Haematological changes in African children who received short-term prophylaxis with nevirapine and zidovudine at birth.

We assessed the safety of short-term antiretroviral prophylaxis to prevent mother-to-child transmission (MTCT) of HIV by monitoring haematological changes in children up to the age of 18 months. Babies of HIV-infected women were randomised at birth to receive a single dose of nevirapine (NVP) alone or with zidovudine (ZDV) twice daily for a week. Based on the time of presentation to the labour ward, mothers of these babies might or might not have received intrapartum NVP. Complete blood counts were performed at birth and at 1.5, 3, 6, 9, 12, 15 and 18 months. Babies' HIV status was determined by HIV-1 RNA testing. A total of 1755 babies were included in the study. Age-specific mean haemoglobin levels and prevalence of anaemia (haemoglobin < 10 g/dL) were not significantly different in cases where only the babies received a single dose of NVP and cases where NVP was given to mother/infant pairs or additional ZDV to the baby. Among HIV-infected children compared with uninfected children, the age-specific frequency of anaemia was significantly greater, anaemia started earlier and recovery to normal levels was slower and prolonged. A reversible granulocytopenia was observed in all children between 1.5 and 3 months of age. HIV infection significantly increased the children's risk of death. Antiretroviral prophylaxis appeared to protect against anaemia and child death. Short regimens of antiretrovirals to prevent MTCT of HIV are not associated with long-term adverse haematological changes.

Effect of HIV-1 antiretroviral prophylaxis on hepatic and hematological parameters of African infants.
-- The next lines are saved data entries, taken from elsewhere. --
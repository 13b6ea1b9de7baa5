//! Invariant checks excluded from coverage reports.
//!
//! A broken grammar is a programmer error, so these panic instead of
//! returning `GrammarError`.

#![cfg_attr(coverage_nightly, coverage(off))]

use std::sync::Arc;

use crate::engine::ParseState;
use crate::rule::Rule;

pub(crate) fn ensure_char_set(set: &str) {
    assert!(
        !set.is_empty(),
        "broken grammar invariant: empty character set"
    );
}

pub(crate) fn ensure_char_range(lo: char, hi: char) {
    assert!(
        lo <= hi,
        "broken grammar invariant: inverted character range {lo:?}..={hi:?}"
    );
}

pub(crate) fn ensure_literal(text: &str) {
    assert!(!text.is_empty(), "broken grammar invariant: empty literal");
}

pub(crate) fn ensure_alternatives(rules: &[Rule]) {
    assert!(
        !rules.is_empty(),
        "broken grammar invariant: choice without alternatives"
    );
}

impl ParseState {
    pub(crate) fn ensure_same_input(&self, other: &ParseState) {
        assert!(
            Arc::ptr_eq(self.input_arc(), other.input_arc()) || self.input() == other.input(),
            "ParseState::assign: states parse different inputs"
        );
    }

    pub(crate) fn ensure_valid_position(&self, position: usize) {
        assert!(
            position <= self.input().len() && self.input().is_char_boundary(position),
            "ParseState: position {position} is not a char boundary of a {}-byte input",
            self.input().len()
        );
    }
}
OBJECTIVE: To measure hepatic and hematological parameters among neonates randomized to receive ultra-short antiretroviral regimens. DESIGN: As part of an on-going clinical trial in Malawi, infants born to women who received (early presenters) or did not receive (late presenters) standard intrapartum nevirapine (NVP) dosing were randomized to receive orally either single dose NVP alone or NVP plus zidovudine (twice daily for 1 week). An additional group of untreated infants (born to HIV-uninfected women) was enrolled as a control. METHODS: Laboratory measurements were performed at birth and repeated at 6 weeks of age. Serum alanine aminotransferase (ALT) was measured on approximately 200 infants consecutively enrolled and randomized at the start of the trial. Complete blood count (CBC) was performed on approximately 800 infants at birth and 600 infants at 6 weeks of age. ALT and CBC were also determined on approximately 200 control infants. RESULTS: At birth there were no differences in ALT values between the groups of children. At 6 weeks of age, ALT levels were significantly higher among the treated groups compared with control group (geometric mean of 11.5 U/l for controls and 16.2-19.1 U/l for treated groups; P < 0.0001). Hematological parameters did not differ between groups at birth. At 6 weeks of age, levels of hemoglobin, hematocrit, granulocytes, and platelets were significantly (P < 0.0001) lower among antiviral drug-treated groups compared with controls. These changes were consistent with grade 1 (mild) toxicity, and were more noticeable among HIV-infected infants. CONCLUSIONS: Hepatic and hematologic abnormalities associated with short-term neonatal antiretrovirals among African children are minimal.